Precision & Accuracy

 

• Every experimental measurement has some amount of uncertainty associated with it.
• Everyone wants the results to be precise and accurate.
• Precision and Accuracy are often referred to whenever we talk about measurement.
• Precision refers to the closeness of various measurements for the same quantity. It is independent of the true value.
• Accuracy is the agreement of a particular value to the true value of the result. It basically depends on the true value.

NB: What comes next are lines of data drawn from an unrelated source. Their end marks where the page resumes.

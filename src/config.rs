//! Summarizer configuration.
//!
//! A [`SummarizerConfig`] is one immutable value passed to every
//! summarization call. Nothing is read from process-wide state.
//!
//! # JSON shape
//!
//! ```json
//! {
//!   "ratio": 0.05,
//!   "auto_ratio": false,
//!   "algorithm": "textrank",
//!   "chunk_size_chars": 100000,
//!   "max_sentences_per_chunk": 5000,
//!   "damping": 0.85,
//!   "convergence_epsilon": 1e-6,
//!   "max_iterations": 100,
//!   "keyword_count": 20,
//!   "tokenizer": "jieba"
//! }
//! ```
//!
//! Every field is optional in JSON and falls back to [`SummarizerConfig::default`].

use std::str::FromStr;

use serde::{Deserialize, Serialize};

use crate::error::{ConfigError, ConfigIssue};

/// Sentence ranking strategy.
#[derive(Debug, Clone, Copy, PartialEq, Eq, Default, Serialize, Deserialize)]
#[serde(rename_all = "snake_case")]
pub enum Algorithm {
    /// Iterative ranking over a sentence similarity graph.
    #[default]
    #[serde(rename = "textrank", alias = "text_rank")]
    TextRank,
    /// Sum of TF-IDF term weights, no graph.
    #[serde(rename = "tfidf", alias = "tf_idf")]
    TfIdf,
}

impl Algorithm {
    /// Returns the user-facing name used in JSON and logs.
    pub fn as_str(&self) -> &'static str {
        match self {
            Self::TextRank => "textrank",
            Self::TfIdf => "tfidf",
        }
    }
}

impl FromStr for Algorithm {
    type Err = ConfigIssue;

    fn from_str(value: &str) -> Result<Self, Self::Err> {
        match value.to_lowercase().as_str() {
            "textrank" | "text_rank" => Ok(Self::TextRank),
            "tfidf" | "tf_idf" | "tf-idf" => Ok(Self::TfIdf),
            other => Err(ConfigIssue::new(
                "algorithm",
                format!("unknown algorithm '{other}' (expected textrank or tfidf)"),
            )),
        }
    }
}

/// Word segmentation strategy.
#[derive(Debug, Clone, Copy, PartialEq, Eq, Default, Serialize, Deserialize)]
#[serde(rename_all = "snake_case")]
pub enum TokenizerKind {
    /// Dictionary-based Chinese word segmentation.
    #[default]
    Jieba,
    /// One token per character.
    Chars,
}

impl TokenizerKind {
    pub fn as_str(&self) -> &'static str {
        match self {
            Self::Jieba => "jieba",
            Self::Chars => "chars",
        }
    }
}

impl FromStr for TokenizerKind {
    type Err = ConfigIssue;

    fn from_str(value: &str) -> Result<Self, Self::Err> {
        match value.to_lowercase().as_str() {
            "jieba" => Ok(Self::Jieba),
            "chars" | "char" | "characters" => Ok(Self::Chars),
            other => Err(ConfigIssue::new(
                "tokenizer",
                format!("unknown tokenizer '{other}' (expected jieba or chars)"),
            )),
        }
    }
}

/// Configuration for one summarization request.
#[derive(Debug, Clone, PartialEq, Serialize, Deserialize)]
#[serde(default)]
pub struct SummarizerConfig {
    /// Fraction of sentences to keep. `<= 0` keeps none, `>= 1` keeps all.
    pub ratio: f64,
    /// Ignore `ratio` and pick one from the input length (see [`ratio_for_size`]).
    pub auto_ratio: bool,
    /// Ranking strategy.
    pub algorithm: Algorithm,
    /// Character budget of one chunk.
    pub chunk_size_chars: usize,
    /// Sentence budget of one chunk.
    pub max_sentences_per_chunk: usize,
    /// TextRank damping factor, strictly between 0 and 1.
    pub damping: f64,
    /// TextRank stops once the L1 score delta drops below this.
    pub convergence_epsilon: f64,
    /// TextRank iteration cap.
    pub max_iterations: usize,
    /// Number of document keywords to extract.
    pub keyword_count: usize,
    /// Word segmentation strategy.
    pub tokenizer: TokenizerKind,
    /// Sentences shorter than this with no content tokens are demoted at selection.
    pub min_sentence_chars: usize,
    /// Keywords shorter than this (in characters) are skipped.
    pub keyword_min_chars: usize,
    /// Joins selected sentences in the summary text.
    pub separator: String,
    /// Treat a newline as a sentence boundary.
    pub break_on_newlines: bool,
    /// Rank chunks on the rayon thread pool.
    pub parallel: bool,
}

impl Default for SummarizerConfig {
    fn default() -> Self {
        Self {
            ratio: 0.05,
            auto_ratio: false,
            algorithm: Algorithm::TextRank,
            chunk_size_chars: 100_000,
            max_sentences_per_chunk: 5_000,
            damping: 0.85,
            convergence_epsilon: 1e-6,
            max_iterations: 100,
            keyword_count: 20,
            tokenizer: TokenizerKind::Jieba,
            min_sentence_chars: 4,
            keyword_min_chars: 2,
            separator: "\n".to_string(),
            break_on_newlines: false,
            parallel: true,
        }
    }
}

impl SummarizerConfig {
    pub fn new() -> Self {
        Self::default()
    }

    /// Parse a JSON config; missing fields take their defaults.
    pub fn from_json(json: &str) -> serde_json::Result<Self> {
        serde_json::from_str(json)
    }

    pub fn with_ratio(mut self, ratio: f64) -> Self {
        self.ratio = ratio;
        self
    }

    pub fn with_auto_ratio(mut self, auto_ratio: bool) -> Self {
        self.auto_ratio = auto_ratio;
        self
    }

    pub fn with_algorithm(mut self, algorithm: Algorithm) -> Self {
        self.algorithm = algorithm;
        self
    }

    pub fn with_chunk_size_chars(mut self, chunk_size_chars: usize) -> Self {
        self.chunk_size_chars = chunk_size_chars;
        self
    }

    pub fn with_max_sentences_per_chunk(mut self, max_sentences_per_chunk: usize) -> Self {
        self.max_sentences_per_chunk = max_sentences_per_chunk;
        self
    }

    pub fn with_damping(mut self, damping: f64) -> Self {
        self.damping = damping;
        self
    }

    pub fn with_convergence_epsilon(mut self, convergence_epsilon: f64) -> Self {
        self.convergence_epsilon = convergence_epsilon;
        self
    }

    pub fn with_max_iterations(mut self, max_iterations: usize) -> Self {
        self.max_iterations = max_iterations;
        self
    }

    pub fn with_keyword_count(mut self, keyword_count: usize) -> Self {
        self.keyword_count = keyword_count;
        self
    }

    pub fn with_tokenizer(mut self, tokenizer: TokenizerKind) -> Self {
        self.tokenizer = tokenizer;
        self
    }

    pub fn with_min_sentence_chars(mut self, min_sentence_chars: usize) -> Self {
        self.min_sentence_chars = min_sentence_chars;
        self
    }

    pub fn with_keyword_min_chars(mut self, keyword_min_chars: usize) -> Self {
        self.keyword_min_chars = keyword_min_chars;
        self
    }

    pub fn with_separator(mut self, separator: impl Into<String>) -> Self {
        self.separator = separator.into();
        self
    }

    pub fn with_break_on_newlines(mut self, break_on_newlines: bool) -> Self {
        self.break_on_newlines = break_on_newlines;
        self
    }

    pub fn with_parallel(mut self, parallel: bool) -> Self {
        self.parallel = parallel;
        self
    }

    /// Ratio applied to an input of `input_chars` characters.
    pub fn effective_ratio(&self, input_chars: usize) -> f64 {
        if self.auto_ratio {
            ratio_for_size(input_chars)
        } else {
            self.ratio
        }
    }

    /// Check every field and report all problems at once.
    ///
    /// Out-of-range ratios are not errors: they clamp at selection time.
    /// A NaN or infinite ratio is rejected.
    pub fn validate(&self) -> Result<(), ConfigError> {
        let mut report = ConfigError::default();

        if !self.ratio.is_finite() {
            report.issues.push(ConfigIssue::new(
                "ratio",
                format!("must be a finite number, got {}", self.ratio),
            ));
        }
        check_chunk_budgets(
            self.chunk_size_chars,
            self.max_sentences_per_chunk,
            &mut report,
        );
        if !(self.damping > 0.0 && self.damping < 1.0) {
            report.issues.push(ConfigIssue::new(
                "damping",
                format!("must be in (0, 1), got {}", self.damping),
            ));
        }
        if !(self.convergence_epsilon.is_finite() && self.convergence_epsilon > 0.0) {
            report.issues.push(ConfigIssue::new(
                "convergence_epsilon",
                format!("must be a positive number, got {}", self.convergence_epsilon),
            ));
        }
        if self.max_iterations == 0 {
            report
                .issues
                .push(ConfigIssue::new("max_iterations", "must be > 0"));
        }

        if report.has_issues() {
            Err(report)
        } else {
            Ok(())
        }
    }
}

/// Default ratio for an input of `input_chars` characters.
///
/// Longer inputs keep a smaller share so the summary stays readable:
///
/// | input chars   | ratio |
/// |---------------|-------|
/// | > 10,000,000  | 0.003 |
/// | > 5,000,000   | 0.005 |
/// | > 1,000,000   | 0.01  |
/// | > 500,000     | 0.02  |
/// | > 100,000     | 0.05  |
/// | otherwise     | 0.1   |
pub fn ratio_for_size(input_chars: usize) -> f64 {
    match input_chars {
        n if n > 10_000_000 => 0.003,
        n if n > 5_000_000 => 0.005,
        n if n > 1_000_000 => 0.01,
        n if n > 500_000 => 0.02,
        n if n > 100_000 => 0.05,
        _ => 0.1,
    }
}

/// Both chunk budgets must be positive.
pub(crate) fn check_chunk_budgets(
    chunk_size_chars: usize,
    max_sentences_per_chunk: usize,
    report: &mut ConfigError,
) {
    if chunk_size_chars == 0 {
        report
            .issues
            .push(ConfigIssue::new("chunk_size_chars", "must be > 0"));
    }
    if max_sentences_per_chunk == 0 {
        report
            .issues
            .push(ConfigIssue::new("max_sentences_per_chunk", "must be > 0"));
    }
}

Addition and subtraction of significant figures

• The result cannot have more digits to the right of the decimal point than either of the original numbers.
• For example: – (14.21 + 19.0+ 1.023) = 34.233 As 19.0 have only one digit after the decimal point, therefore, the result will be 34.2, one digit after the decimal point.

Multiplication and Division of Significant Figures

In the multiplication or division, the final result should be reported up to the same number of significant figures as present in the lowest precise number.

Multiplication of Numbers: 2.2120 x 0.011 = 0.024332

As per the rule the final result = 0.024

Division of Numbers: 4.2211÷3.76 = 1.12263

The correct answer  = 1.12

 

Dimensional analysis

• During calculations, it is often required to convert units from one system to the other.
• The method used for the conversion is called the factor label method or unit factor method or dimensional analysis.

Practice problem:

1. A jug contains 4 litre of milk. Calculate the volume of the milk in m³.

Solution:    since 1 L = 1000 cm³

and 1 m = 100 cm, from this we get

(1 m / 100 cm) = 1 = 100 cm / 1m

To get m3 from the above unit factors, the first unit factor is taken and it is cubed.

(1 m / 100cm)³ = (1m³ / 10⁶ cm³) = 1³ = 1

Now 4 L = 4×1000 cm³

The above will be multiplied by the unit factor

2 ×1000 cm³ 1 m³/ 10⁶ cm³ = 2 m³/ 10³ = 2 ×10 ^-3

 

How many seconds are there in 2 days?

Here we know that 1 day = 24 hour or

1 day/24 h = 1 = 24 h /1 day

Than 1 h = 60 min

Or 1 h / 60 min = 1 = 60 min/ 1 h

So, for converting 2 days to seconds, the unit factor can be multiplied as follows

2 day × 24 h/ 1 day × 60 min/ 1 h × 60 s/ 1 min

= 2 × 24 × 60 × 60 s

= 172800 s

Laws of Chemical Combination

1. Law of Conservation of mass

• This law states that matter can neither be created nor be destroyed.
• This law was put forward by Antoine Lavoisier in 1789.
• He performed carefully planned experiments for reaching this conclusion.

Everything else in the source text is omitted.